The explosion which split in two a South Korean naval ship may have been caused by a sixty-year old sea mine, the country’s defence minister said yesterday, as rescuers spent a fourth day searching for the 46 missing sailors believed to have gone down with the vessel close to the disputed border with North Korea.

The Seoul government has not directly blamed North Korea for the mysterious explosion on the Cheonan, a 1200 ton corvette which sank off Baengnyeong Island, as it patrolled in the Yellow Sea late on Friday night. But the defence minister, Kim Tae Young, said yesterday that it could have been caused by one of thousands of Soviet maritime mines set by the North during the 1950-53 Korean War.

“Though many mines were removed, it must have been impossible to retrieve them all,” Mr Kim said. “Or we have to see whether North Korea has intentionally set a mine adrift.” But he did not rule out the possibility of an accident involving the torpedoes, missiles and depth charges with which the Cheonan was armed.

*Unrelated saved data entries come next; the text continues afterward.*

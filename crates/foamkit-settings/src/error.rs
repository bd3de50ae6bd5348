//! Error types for the settings crate.
//!
//! This module provides structured error types for loading, saving and
//! validating the export configuration.

use thiserror::Error;

/// Errors that can occur during settings operations.
#[derive(Error, Debug)]
pub enum SettingsError {
    /// The configuration file could not be loaded.
    #[error("Failed to load settings from {path}: {reason}")]
    LoadError { path: String, reason: String },

    /// The configuration file could not be saved.
    #[error("Failed to save settings to {path}: {reason}")]
    SaveError { path: String, reason: String },

    /// A configuration value is invalid.
    #[error("Invalid setting '{key}': {reason}")]
    InvalidSetting { key: String, reason: String },

    /// The configuration file format is not supported.
    #[error("Unsupported config format: {0}")]
    UnsupportedFormat(String),

    /// The configuration directory could not be found or created.
    #[error("Config directory error: {0}")]
    ConfigDirectory(String),

    /// JSON serialization/deserialization error.
    #[error("JSON error: {0}")]
    JsonError(#[from] serde_json::Error),

    /// TOML deserialization error.
    #[error("TOML error: {0}")]
    TomlError(#[from] toml::de::Error),

    /// TOML serialization error.
    #[error("TOML error: {0}")]
    TomlSerError(#[from] toml::ser::Error),
}

impl SettingsError {
    pub(crate) fn invalid(key: &str, reason: impl Into<String>) -> Self {
        SettingsError::InvalidSetting {
            key: key.to_string(),
            reason: reason.into(),
        }
    }
}

/// Result type alias for settings operations.
pub type SettingsResult<T> = Result<T, SettingsError>;
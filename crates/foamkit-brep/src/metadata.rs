//! Product metadata chain
//!
//! Minimal part structure that lets CAD tools open the file as a product
//! rather than loose geometry:
//!
//! ```text
//! APPLICATION_CONTEXT
//!   ├── APPLICATION_PROTOCOL_DEFINITION
//!   ├── PRODUCT_CONTEXT -> PRODUCT -> PRODUCT_DEFINITION_FORMATION
//!   └── PRODUCT_DEFINITION_CONTEXT
//!         └── PRODUCT_DEFINITION -> PRODUCT_DEFINITION_SHAPE
//! units + uncertainty -> GEOMETRIC_REPRESENTATION_CONTEXT
//! SHAPE_REPRESENTATION (solids, context) -> SHAPE_DEFINITION_REPRESENTATION
//! ```

use crate::arena::EntityId;
use crate::entity::Entity;
use crate::kernel::Kernel;
use nalgebra::{Point3, Vector3};

/// Handles needed to attach geometry once it has been built.
#[derive(Debug, Clone, Copy, PartialEq, Eq)]
pub struct ProductChain {
    pub definition_shape: EntityId,
    pub context: EntityId,
    /// World placement listed first among the representation items
    pub origin: EntityId,
}

/// Emit the product records and the millimetre representation context.
pub fn begin_product(kernel: &mut Kernel<'_>, product_id: &str, product_name: &str) -> ProductChain {
    let application = kernel.alloc(Entity::ApplicationContext);
    kernel.alloc(Entity::ApplicationProtocolDefinition {
        context: application,
    });
    let product_context = kernel.alloc(Entity::ProductContext {
        context: application,
    });
    let product = kernel.alloc(Entity::Product {
        id: product_id.to_string(),
        name: product_name.to_string(),
        context: product_context,
    });
    let formation = kernel.alloc(Entity::ProductDefinitionFormation { product });
    let definition_context = kernel.alloc(Entity::ProductDefinitionContext {
        context: application,
    });
    let definition = kernel.alloc(Entity::ProductDefinition {
        formation,
        context: definition_context,
    });
    let definition_shape = kernel.alloc(Entity::ProductDefinitionShape { definition });

    let length = kernel.alloc(Entity::LengthUnitMillimetre);
    let angle = kernel.alloc(Entity::PlaneAngleUnit);
    let solid_angle = kernel.alloc(Entity::SolidAngleUnit);
    let uncertainty = kernel.alloc(Entity::Uncertainty { unit: length });
    let context = kernel.alloc(Entity::GeometricContext {
        uncertainty,
        units: [length, angle, solid_angle],
    });

    let location = kernel.alloc(Entity::CartesianPoint(Point3::origin()));
    let axis = kernel.alloc(Entity::Direction(Vector3::z()));
    let ref_direction = kernel.alloc(Entity::Direction(Vector3::x()));
    let origin = kernel.alloc(Entity::Axis2Placement3D {
        location,
        axis,
        ref_direction,
    });

    ProductChain {
        definition_shape,
        context,
        origin,
    }
}

/// Attach the finished solids to the product.
pub fn finish_product(
    kernel: &mut Kernel<'_>,
    chain: ProductChain,
    name: &str,
    solids: &[EntityId],
) -> EntityId {
    let mut items = Vec::with_capacity(solids.len() + 1);
    items.push(chain.origin);
    items.extend_from_slice(solids);

    let representation = kernel.alloc(Entity::ShapeRepresentation {
        name: name.to_string(),
        items,
        context: chain.context,
    });
    kernel.alloc(Entity::ShapeDefinitionRepresentation {
        shape: chain.definition_shape,
        representation,
    })
}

Twenty South Korean ships, and one from the United States navy, continued to search yesterday for the missing sailors. Divers who banged on the submerged hull of one half of the vessel heard no answering reply.

The state media of North Korea has made no comment on the disaster, but in a separate statement yesterday it threatened “unpredictable incidents” if the South continues to take tourists and journalists into the demilitarised zone dividing the two countries.

The ship’s captain, Choi Won-il, who joined the search for survivors after being rescued, described the moment the ship went down. He said: “There was the sound of an explosion and the ship keeled to the right. We lost power and telecommunications.

“I was trapped in the cabin for five minutes before my colleagues broke the window in and let me out. When I got out, the stern had disappeared.”

The Cheonan had been on routine patrol near Baengnyeong, a heavily garrisoned outpost that lies off the North Korean coast. The maritime boundary has been disputed since the ceasefire that ended fighting in the Korean war in 1953.

Residents of a nearby island, well used to naval and artillery exercises by the rival nations, said they heard an unusually intense burst of naval gunfire for 15 minutes around the time that the ship began to founder after an explosion in its stern.

But sensitive surveillance and satellite data showed there were no North Korean units in the area, leading to speculation that the ship had hit a mine. The defence ministry later said a ship fired at a radar contact that turned out to be birds.